■ TASK REQUIREMENTS
Working from the records below, repeat exactly the lines starting at the line that contains "the entity's outline" and ending at the line that contains "Get edge midpoint", inclusive.

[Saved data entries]
● ● ● ● ●

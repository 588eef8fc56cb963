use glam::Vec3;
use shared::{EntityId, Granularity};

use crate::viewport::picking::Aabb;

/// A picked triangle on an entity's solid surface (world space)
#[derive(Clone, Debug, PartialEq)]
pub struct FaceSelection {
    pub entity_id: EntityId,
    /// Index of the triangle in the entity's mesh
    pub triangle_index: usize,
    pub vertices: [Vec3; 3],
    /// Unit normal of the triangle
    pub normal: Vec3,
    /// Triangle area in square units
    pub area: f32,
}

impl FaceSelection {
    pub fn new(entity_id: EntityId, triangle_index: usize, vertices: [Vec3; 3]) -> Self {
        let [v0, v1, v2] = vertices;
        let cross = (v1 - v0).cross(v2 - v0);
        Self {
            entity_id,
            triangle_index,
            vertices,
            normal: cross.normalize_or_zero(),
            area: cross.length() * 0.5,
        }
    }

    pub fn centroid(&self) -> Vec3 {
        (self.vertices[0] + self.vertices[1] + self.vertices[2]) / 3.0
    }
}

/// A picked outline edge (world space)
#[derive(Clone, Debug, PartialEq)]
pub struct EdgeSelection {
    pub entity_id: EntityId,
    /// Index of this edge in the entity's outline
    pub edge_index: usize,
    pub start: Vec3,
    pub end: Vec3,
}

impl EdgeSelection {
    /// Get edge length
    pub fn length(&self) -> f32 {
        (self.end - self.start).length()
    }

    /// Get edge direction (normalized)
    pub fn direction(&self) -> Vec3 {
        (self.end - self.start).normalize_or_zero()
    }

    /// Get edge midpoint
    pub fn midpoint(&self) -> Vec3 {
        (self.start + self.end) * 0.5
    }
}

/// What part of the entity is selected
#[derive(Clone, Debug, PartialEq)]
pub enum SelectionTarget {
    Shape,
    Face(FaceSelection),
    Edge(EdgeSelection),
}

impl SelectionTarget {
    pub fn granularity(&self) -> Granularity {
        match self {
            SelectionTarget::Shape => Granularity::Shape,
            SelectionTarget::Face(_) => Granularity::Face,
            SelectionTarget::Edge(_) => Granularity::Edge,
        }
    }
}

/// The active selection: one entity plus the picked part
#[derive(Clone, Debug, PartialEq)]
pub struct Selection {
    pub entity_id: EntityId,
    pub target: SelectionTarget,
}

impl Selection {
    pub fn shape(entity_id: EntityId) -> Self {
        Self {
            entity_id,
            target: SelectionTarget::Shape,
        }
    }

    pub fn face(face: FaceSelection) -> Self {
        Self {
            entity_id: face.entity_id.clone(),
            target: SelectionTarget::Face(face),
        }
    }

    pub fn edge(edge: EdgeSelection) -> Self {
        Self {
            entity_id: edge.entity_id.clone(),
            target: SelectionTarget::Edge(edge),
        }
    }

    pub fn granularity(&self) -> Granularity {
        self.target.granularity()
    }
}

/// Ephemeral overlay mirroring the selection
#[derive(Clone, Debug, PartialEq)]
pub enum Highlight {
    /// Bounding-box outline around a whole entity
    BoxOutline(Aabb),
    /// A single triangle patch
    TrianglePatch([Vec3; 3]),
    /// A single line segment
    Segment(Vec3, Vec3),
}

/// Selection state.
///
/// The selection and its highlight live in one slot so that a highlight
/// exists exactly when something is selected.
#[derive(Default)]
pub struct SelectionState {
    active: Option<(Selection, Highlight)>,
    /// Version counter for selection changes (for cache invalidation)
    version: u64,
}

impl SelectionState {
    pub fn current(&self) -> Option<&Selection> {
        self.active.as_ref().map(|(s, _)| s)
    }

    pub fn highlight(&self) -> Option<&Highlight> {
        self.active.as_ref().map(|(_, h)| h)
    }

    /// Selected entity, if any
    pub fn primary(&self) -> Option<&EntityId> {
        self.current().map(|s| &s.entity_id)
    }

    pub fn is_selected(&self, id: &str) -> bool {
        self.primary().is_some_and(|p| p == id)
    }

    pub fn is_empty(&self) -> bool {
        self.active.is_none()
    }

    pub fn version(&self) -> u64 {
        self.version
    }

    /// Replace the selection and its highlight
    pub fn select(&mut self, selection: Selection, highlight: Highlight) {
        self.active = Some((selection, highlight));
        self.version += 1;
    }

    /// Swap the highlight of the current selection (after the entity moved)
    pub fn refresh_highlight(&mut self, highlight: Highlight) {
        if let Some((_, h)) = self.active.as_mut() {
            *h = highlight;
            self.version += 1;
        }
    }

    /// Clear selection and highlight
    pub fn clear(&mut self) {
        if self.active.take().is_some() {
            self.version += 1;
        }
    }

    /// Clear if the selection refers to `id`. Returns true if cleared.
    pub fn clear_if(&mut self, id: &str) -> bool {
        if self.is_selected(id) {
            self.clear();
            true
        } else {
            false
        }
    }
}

● ● ● ● ●

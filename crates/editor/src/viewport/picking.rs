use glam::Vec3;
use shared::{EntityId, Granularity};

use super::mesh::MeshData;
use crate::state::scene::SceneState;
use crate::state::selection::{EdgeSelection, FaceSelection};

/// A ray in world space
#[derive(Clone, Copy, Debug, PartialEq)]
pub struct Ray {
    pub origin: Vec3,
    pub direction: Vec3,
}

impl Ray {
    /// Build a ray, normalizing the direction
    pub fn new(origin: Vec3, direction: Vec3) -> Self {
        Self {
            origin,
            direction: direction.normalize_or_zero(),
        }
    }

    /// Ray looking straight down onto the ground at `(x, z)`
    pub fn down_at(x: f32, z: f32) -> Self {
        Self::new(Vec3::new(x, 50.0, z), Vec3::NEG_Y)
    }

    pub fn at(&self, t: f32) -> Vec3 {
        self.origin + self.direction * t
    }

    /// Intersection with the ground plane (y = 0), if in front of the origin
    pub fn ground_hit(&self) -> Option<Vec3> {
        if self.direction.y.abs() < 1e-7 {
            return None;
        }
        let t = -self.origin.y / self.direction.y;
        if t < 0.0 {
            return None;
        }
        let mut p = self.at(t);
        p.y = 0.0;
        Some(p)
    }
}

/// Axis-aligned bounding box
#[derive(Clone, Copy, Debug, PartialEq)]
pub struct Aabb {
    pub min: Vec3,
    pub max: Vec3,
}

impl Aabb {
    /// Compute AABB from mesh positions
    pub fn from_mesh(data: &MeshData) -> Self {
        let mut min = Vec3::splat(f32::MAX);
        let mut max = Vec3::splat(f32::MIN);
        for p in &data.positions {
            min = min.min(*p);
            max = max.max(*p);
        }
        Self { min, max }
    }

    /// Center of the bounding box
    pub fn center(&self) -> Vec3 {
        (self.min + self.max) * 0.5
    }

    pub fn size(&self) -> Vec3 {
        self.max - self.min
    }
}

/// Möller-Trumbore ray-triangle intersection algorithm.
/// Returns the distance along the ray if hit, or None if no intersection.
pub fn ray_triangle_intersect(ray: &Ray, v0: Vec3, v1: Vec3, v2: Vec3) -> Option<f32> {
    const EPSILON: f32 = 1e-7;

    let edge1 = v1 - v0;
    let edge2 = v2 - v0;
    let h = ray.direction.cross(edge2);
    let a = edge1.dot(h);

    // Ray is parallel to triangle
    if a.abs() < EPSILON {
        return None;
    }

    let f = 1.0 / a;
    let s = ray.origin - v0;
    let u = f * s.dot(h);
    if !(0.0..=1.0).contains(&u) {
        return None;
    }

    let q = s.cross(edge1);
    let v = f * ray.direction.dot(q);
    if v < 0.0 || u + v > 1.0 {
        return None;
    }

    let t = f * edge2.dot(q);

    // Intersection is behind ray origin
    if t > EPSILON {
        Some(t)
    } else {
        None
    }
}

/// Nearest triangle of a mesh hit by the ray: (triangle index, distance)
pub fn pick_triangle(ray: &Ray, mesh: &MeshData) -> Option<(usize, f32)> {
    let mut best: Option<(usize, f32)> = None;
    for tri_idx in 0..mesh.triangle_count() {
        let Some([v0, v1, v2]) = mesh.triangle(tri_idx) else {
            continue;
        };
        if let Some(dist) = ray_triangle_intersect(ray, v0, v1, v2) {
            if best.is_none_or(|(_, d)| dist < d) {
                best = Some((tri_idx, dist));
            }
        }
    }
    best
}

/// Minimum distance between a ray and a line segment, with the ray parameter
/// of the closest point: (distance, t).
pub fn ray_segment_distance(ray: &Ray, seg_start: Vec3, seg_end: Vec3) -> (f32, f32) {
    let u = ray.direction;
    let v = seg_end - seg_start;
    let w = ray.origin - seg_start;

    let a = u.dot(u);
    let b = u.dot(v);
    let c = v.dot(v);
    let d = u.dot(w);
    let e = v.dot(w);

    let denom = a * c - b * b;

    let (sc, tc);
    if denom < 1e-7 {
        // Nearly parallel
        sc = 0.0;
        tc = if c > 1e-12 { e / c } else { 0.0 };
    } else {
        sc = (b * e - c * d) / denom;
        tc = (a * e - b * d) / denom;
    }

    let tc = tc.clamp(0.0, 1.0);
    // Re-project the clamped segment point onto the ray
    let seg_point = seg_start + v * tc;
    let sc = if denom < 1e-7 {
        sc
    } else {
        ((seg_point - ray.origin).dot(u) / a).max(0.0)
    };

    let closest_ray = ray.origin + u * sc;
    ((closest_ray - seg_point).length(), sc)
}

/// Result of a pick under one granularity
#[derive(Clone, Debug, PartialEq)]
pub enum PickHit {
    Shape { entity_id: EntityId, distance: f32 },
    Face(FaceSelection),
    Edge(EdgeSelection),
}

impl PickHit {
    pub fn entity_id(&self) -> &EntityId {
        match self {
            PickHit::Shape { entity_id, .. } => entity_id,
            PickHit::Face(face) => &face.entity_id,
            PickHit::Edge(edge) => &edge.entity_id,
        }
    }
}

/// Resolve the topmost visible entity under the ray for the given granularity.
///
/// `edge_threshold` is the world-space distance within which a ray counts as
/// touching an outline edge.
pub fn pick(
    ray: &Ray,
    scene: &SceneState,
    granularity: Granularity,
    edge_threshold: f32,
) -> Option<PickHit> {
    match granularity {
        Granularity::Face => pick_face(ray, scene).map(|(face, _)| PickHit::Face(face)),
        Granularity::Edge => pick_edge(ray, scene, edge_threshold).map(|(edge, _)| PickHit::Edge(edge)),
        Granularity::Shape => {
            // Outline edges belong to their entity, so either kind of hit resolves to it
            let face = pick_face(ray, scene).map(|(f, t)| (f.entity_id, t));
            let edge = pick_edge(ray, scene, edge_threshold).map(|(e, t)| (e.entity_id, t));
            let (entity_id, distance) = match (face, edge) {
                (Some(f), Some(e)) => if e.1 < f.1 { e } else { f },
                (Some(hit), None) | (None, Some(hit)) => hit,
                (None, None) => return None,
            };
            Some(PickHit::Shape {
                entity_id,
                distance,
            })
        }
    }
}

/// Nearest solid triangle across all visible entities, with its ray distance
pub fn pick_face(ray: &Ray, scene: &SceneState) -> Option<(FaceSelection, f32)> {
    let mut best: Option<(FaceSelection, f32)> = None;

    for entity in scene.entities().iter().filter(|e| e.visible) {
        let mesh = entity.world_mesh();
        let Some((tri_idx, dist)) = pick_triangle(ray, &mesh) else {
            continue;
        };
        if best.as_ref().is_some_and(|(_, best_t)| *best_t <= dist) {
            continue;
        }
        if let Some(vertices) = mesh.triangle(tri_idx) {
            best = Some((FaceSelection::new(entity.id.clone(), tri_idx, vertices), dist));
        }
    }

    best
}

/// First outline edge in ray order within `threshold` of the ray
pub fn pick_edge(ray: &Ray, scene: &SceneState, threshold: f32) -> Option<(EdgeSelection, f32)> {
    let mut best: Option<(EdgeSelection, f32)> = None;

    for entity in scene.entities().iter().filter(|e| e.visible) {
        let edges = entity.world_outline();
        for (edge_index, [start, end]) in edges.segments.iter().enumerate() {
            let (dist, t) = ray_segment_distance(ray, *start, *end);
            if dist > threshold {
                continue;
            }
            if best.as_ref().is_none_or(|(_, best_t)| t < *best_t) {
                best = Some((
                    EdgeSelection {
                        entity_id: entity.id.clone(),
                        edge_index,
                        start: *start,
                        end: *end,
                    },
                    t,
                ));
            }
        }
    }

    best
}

● ● ● ● ●

■ EXERCISE ANSWER
    /// Index of this edge in the entity's outline
    pub edge_index: usize,
    pub start: Vec3,
    pub end: Vec3,
}

impl EdgeSelection {
    /// Get edge length
    pub fn length(&self) -> f32 {
        (self.end - self.start).length()
    }

    /// Get edge direction (normalized)
    pub fn direction(&self) -> Vec3 {
        (self.end - self.start).normalize_or_zero()
    }

    /// Get edge midpoint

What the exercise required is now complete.